Görüldüğü gibi, AKP iktidarı, Cumhuriyetin kuruluşundan bu yana “milli eğitim” diyerek ifade ettiğimiz, devletimizin çağa uygun genç nesiller yetiştirme görevini “milli” olma niteliğinden uzaklaştırarak yerine “dinci” eğitimi getirmek ve özel sektörle paylaşmak üzere politikalar üretmiştir. Bu politikaları gereği, vatan savaşı içinde olduğumuza bakmadan, milleti bölmeyi göze alarak Atatürk’ü, Atatürkçü düşünceyi, Cumhuriyet devrimlerimizi öğretim programlarından çıkarmaya çalışmış, halkımızın çocukları için bilimsel eğitim tercihini görmezden gelerek, akıl ve bilim dışı birçok uygulama getirmiştir. Eğitim sorunlarıyla bunalan halkımızı, liseye geçişte merkezi sınavı kaldırma adımıyla teskin etmeye çalışırken ortaya yine, öğrenci ve ailelerini darmadağın edecek bir uygulama çıkmıştır. Son kamuoyu yoklamaları halkın böyle bir eğitim anlayışını reddettiğini göstermektedir. Vatan Partisi olarak bunu söylüyorduk, şimdi anketler söylüyor.
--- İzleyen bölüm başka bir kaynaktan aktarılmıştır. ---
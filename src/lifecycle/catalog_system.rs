use crate::catalog::Catalog;
use crate::restaurant_actor::{AssociationIds, RestaurantContext};
use tokio::task::{JoinError, JoinHandle};
use tracing::{error, info};

/// Starts, wires and stops the actors behind a [`Catalog`].
///
/// # Architecture
///
/// - **Pizza actor**: owns the menu, no dependencies
/// - **Restaurant actor**: owns restaurants and their associations; looks pizzas up
///   through a [`PizzaClient`](crate::clients::PizzaClient) in its context
///
/// # Example
///
/// ```rust
/// use pizza_catalog::lifecycle::CatalogSystem;
///
/// #[tokio::main]
/// async fn main() {
///     let system = CatalogSystem::new(32);
///     let restaurants = system.catalog.list_restaurants().await.unwrap();
///     assert!(restaurants.is_empty());
///
///     system.shutdown().await.unwrap();
/// }
/// ```
pub struct CatalogSystem {
    /// Handle shared with the HTTP layer.
    pub catalog: Catalog,

    /// Actor tasks, restaurant first, in shutdown order.
    handles: Vec<(&'static str, JoinHandle<()>)>,
}

impl CatalogSystem {
    /// Creates and spawns both actors, each with a channel of `buffer_size` slots.
    ///
    /// # Panics
    ///
    /// Panics if `buffer_size` is zero, like [`tokio::sync::mpsc::channel`].
    pub fn new(buffer_size: usize) -> Self {
        // 1. Create actors (no dependencies yet)
        let (pizza_actor, pizza_client) = crate::pizza_actor::new(buffer_size);
        let (restaurant_actor, restaurant_client) = crate::restaurant_actor::new(buffer_size);

        // 2. Start actors with injected context
        let pizza_handle = tokio::spawn(pizza_actor.run(()));
        let restaurant_handle = tokio::spawn(restaurant_actor.run(RestaurantContext {
            pizzas: pizza_client.clone(),
            association_ids: AssociationIds::new(),
        }));

        Self {
            catalog: Catalog::new(restaurant_client, pizza_client),
            handles: vec![("Restaurant", restaurant_handle), ("Pizza", pizza_handle)],
        }
    }

    /// Gracefully shuts down both actors.
    ///
    /// Drops this system's catalog handle and waits for the actors to drain their
    /// queues. The Restaurant actor holds a Pizza client, so it has to stop before
    /// the Pizza actor can. Every other `Catalog` clone must be dropped first, or this
    /// waits for them.
    ///
    /// Every actor is awaited even after one has failed; the first failure is returned.
    pub async fn shutdown(self) -> Result<(), JoinError> {
        info!("Shutting down catalog...");
        drop(self.catalog);

        join_actors(self.handles).await?;

        info!("Catalog shutdown complete.");
        Ok(())
    }
}

/// Awaits each handle in order, logging every failed task.
async fn join_actors(handles: Vec<(&'static str, JoinHandle<()>)>) -> Result<(), JoinError> {
    let mut first_error = None;
    for (name, handle) in handles {
        if let Err(e) = handle.await {
            error!(actor = name, error = %e, "Actor task failed");
            first_error.get_or_insert(e);
        }
    }
    match first_error {
        Some(e) => Err(e),
        None => Ok(()),
    }
}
Partimiz eğitimde yapılanlara karşı, halkın içinde, halkla beraber mücadele etmek üzere çalışmalara başlamıştır. Milletçe birlik ve beraberliğimizi koruyacak, ülkemizi tam bağımsız ve refah dolu günlere çıkaracak milli ve bilimsel eğitim için kolları sıvadık. İlk somut görevimiz Atatürksüz müfredatı geri çektirmek olacak, bunu kesinlikle başaracağız.